**Requirement**
Set down the material exactly as given, please, from its first line through the line that includes "compared across builds.".

===== Exercise input =====

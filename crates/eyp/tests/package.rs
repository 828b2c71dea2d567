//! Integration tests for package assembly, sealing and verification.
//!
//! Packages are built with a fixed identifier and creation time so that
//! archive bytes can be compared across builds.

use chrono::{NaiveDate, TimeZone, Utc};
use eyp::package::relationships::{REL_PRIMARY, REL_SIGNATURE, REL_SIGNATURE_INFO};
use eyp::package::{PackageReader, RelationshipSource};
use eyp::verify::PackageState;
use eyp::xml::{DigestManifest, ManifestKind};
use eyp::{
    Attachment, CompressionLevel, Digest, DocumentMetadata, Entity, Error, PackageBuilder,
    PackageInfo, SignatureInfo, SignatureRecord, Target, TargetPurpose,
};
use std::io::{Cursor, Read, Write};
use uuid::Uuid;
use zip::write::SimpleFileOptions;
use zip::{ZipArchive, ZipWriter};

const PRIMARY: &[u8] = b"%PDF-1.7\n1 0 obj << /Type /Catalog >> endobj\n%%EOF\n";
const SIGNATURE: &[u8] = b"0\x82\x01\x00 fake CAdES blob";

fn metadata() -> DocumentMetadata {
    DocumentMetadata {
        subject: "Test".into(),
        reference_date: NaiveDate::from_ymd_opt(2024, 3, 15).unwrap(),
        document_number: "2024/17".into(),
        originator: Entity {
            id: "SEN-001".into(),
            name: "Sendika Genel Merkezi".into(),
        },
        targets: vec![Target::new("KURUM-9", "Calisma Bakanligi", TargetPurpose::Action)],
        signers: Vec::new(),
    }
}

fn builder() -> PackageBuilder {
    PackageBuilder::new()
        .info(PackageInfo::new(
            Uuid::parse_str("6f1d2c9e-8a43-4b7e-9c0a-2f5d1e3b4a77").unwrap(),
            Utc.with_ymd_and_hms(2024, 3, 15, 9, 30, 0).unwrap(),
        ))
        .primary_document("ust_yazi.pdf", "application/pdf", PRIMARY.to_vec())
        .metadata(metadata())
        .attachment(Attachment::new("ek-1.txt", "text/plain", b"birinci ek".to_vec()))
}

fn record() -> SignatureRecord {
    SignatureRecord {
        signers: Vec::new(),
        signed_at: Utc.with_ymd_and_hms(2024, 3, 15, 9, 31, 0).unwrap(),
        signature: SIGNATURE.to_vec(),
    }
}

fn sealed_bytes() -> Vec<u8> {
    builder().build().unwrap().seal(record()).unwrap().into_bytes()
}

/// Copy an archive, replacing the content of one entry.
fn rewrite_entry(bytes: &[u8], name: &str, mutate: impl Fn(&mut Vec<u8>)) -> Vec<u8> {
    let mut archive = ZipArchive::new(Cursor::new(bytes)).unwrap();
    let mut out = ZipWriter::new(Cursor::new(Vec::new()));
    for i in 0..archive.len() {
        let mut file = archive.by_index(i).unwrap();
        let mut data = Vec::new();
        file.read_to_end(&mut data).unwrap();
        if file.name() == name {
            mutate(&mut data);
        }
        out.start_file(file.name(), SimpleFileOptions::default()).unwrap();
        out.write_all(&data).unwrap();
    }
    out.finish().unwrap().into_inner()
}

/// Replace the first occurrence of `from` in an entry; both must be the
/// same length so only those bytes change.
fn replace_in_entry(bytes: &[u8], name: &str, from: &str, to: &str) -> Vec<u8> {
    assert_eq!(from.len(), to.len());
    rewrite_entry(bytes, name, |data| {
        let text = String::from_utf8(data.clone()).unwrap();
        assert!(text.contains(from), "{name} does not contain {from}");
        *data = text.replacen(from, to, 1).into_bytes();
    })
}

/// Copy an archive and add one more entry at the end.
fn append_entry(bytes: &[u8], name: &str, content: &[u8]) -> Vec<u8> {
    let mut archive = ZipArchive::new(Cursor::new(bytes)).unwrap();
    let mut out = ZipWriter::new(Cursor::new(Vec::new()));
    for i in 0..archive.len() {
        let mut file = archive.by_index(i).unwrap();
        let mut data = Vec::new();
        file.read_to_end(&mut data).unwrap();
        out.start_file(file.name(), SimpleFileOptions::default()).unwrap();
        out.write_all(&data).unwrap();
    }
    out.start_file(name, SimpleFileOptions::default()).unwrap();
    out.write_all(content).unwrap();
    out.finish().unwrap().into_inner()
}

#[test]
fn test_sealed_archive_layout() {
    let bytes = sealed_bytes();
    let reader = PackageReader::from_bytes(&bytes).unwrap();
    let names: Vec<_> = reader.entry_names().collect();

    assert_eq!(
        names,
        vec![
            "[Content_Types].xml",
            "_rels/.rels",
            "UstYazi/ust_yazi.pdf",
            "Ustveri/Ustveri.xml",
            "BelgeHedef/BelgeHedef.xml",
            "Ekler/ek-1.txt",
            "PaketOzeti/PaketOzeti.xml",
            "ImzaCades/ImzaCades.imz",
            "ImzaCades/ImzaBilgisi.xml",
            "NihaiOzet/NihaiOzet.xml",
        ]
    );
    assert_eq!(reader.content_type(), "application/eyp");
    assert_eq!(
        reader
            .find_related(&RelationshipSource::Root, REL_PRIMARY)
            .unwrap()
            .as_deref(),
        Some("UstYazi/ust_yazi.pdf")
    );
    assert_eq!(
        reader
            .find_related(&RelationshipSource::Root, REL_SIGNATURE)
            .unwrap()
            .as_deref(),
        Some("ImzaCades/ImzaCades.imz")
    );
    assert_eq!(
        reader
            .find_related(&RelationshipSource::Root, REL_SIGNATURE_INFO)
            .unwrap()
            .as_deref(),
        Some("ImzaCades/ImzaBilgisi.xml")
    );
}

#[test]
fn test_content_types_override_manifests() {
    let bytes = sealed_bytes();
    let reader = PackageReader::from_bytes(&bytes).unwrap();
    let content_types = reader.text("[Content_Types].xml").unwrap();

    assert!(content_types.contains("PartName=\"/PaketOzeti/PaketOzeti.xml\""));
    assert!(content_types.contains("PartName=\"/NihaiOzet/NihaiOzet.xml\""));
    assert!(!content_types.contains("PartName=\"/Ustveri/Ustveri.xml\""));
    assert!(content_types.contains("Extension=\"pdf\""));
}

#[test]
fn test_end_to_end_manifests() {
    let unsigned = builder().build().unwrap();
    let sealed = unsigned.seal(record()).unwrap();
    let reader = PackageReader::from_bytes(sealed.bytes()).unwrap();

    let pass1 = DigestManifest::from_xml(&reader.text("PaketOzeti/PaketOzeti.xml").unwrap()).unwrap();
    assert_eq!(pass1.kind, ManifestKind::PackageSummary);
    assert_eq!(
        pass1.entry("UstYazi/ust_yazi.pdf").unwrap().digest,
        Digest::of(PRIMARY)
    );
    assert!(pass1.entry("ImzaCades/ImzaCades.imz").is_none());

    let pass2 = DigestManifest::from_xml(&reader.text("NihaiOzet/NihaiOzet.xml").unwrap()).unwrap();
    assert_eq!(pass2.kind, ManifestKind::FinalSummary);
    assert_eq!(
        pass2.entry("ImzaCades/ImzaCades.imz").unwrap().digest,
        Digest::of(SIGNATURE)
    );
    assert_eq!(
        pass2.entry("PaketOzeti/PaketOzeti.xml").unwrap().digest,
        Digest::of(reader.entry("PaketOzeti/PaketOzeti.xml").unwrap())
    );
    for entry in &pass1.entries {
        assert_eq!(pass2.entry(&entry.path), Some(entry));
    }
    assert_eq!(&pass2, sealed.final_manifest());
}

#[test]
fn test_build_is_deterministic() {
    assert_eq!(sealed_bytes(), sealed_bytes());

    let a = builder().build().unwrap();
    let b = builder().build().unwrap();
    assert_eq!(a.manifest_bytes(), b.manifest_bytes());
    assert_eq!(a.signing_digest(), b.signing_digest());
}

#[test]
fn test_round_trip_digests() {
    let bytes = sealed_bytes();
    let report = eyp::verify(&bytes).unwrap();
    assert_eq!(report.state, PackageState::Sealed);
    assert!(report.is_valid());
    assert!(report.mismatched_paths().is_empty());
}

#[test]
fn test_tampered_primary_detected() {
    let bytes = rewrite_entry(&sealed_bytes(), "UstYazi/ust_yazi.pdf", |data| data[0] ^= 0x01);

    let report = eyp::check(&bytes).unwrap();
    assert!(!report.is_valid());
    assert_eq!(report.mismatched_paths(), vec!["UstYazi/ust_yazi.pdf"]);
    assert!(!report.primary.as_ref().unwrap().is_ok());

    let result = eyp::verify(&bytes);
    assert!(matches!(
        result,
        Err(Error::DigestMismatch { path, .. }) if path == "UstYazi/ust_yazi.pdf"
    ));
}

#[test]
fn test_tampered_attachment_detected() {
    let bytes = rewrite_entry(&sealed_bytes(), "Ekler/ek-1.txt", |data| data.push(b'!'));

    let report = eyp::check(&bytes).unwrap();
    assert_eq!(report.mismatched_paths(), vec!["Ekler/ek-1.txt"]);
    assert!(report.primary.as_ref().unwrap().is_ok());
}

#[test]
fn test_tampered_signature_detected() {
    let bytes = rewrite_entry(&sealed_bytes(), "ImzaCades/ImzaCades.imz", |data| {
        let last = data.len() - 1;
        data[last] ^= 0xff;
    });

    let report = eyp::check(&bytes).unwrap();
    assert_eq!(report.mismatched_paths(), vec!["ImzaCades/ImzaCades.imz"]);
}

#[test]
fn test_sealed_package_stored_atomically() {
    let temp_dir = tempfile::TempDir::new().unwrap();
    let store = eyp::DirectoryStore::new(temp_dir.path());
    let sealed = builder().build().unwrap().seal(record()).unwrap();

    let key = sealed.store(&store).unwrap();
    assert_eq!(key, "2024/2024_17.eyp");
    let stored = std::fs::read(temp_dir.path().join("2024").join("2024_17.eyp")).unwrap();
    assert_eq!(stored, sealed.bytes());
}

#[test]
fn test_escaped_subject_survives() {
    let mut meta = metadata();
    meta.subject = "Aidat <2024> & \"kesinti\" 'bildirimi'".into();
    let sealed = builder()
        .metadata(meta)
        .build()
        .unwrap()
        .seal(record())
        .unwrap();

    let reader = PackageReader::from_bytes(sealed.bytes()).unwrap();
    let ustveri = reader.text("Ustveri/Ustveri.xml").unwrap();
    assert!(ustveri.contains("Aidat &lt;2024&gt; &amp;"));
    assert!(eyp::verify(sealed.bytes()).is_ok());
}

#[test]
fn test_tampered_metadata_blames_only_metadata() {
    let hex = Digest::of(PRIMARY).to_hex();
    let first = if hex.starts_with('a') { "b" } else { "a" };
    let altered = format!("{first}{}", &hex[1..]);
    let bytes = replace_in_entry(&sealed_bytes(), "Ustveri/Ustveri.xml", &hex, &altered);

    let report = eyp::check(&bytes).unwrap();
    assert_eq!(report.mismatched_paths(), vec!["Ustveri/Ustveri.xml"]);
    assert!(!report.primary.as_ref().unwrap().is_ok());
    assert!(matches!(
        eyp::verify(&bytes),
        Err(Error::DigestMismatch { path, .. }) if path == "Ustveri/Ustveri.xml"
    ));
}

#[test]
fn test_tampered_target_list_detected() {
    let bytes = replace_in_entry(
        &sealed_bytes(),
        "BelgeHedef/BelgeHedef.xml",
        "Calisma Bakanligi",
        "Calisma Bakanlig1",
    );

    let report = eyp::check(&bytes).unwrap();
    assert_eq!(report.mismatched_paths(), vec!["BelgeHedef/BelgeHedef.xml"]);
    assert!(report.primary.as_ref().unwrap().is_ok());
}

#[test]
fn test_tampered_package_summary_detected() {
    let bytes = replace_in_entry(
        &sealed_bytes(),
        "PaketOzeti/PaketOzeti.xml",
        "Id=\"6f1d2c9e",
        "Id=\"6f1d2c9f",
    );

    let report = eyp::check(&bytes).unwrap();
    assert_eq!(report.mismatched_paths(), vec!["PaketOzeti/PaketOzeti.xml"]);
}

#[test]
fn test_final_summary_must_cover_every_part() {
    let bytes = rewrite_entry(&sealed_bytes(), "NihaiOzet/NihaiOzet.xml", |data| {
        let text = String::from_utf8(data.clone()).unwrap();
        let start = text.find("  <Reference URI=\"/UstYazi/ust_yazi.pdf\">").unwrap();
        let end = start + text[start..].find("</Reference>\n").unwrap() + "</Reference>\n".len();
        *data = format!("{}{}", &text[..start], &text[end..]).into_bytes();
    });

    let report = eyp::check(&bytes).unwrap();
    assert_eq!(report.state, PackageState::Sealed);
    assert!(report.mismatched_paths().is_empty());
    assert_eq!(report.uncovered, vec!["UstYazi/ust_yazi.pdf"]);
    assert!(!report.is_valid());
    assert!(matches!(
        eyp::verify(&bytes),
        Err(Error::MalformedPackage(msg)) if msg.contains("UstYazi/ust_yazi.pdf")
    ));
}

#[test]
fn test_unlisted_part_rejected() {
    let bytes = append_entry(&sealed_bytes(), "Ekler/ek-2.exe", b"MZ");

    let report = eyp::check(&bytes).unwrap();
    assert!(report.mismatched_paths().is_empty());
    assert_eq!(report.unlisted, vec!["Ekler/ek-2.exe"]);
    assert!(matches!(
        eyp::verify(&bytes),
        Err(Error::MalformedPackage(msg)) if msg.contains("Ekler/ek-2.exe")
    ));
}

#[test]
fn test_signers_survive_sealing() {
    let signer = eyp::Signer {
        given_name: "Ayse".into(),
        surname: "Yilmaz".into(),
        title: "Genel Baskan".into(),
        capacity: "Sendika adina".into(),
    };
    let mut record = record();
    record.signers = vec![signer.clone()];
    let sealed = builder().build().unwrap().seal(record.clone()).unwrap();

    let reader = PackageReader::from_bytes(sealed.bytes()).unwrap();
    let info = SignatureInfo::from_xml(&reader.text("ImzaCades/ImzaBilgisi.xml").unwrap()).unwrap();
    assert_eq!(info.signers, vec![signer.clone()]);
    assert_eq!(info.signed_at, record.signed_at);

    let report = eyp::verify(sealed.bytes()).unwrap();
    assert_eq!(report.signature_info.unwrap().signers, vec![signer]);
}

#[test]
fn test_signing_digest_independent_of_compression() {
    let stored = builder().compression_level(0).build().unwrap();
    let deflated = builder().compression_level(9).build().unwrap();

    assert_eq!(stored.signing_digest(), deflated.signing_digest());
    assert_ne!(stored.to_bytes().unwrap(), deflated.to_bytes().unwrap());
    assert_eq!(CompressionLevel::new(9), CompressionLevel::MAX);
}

=====

**Written response**
filename crates/eyp/tests/package.rs
repository 828b2c71dea2d567
//! Integration tests for package assembly, sealing and verification.
//!
//! Packages are built with a fixed identifier and creation time so that
//! archive bytes can be compared across builds.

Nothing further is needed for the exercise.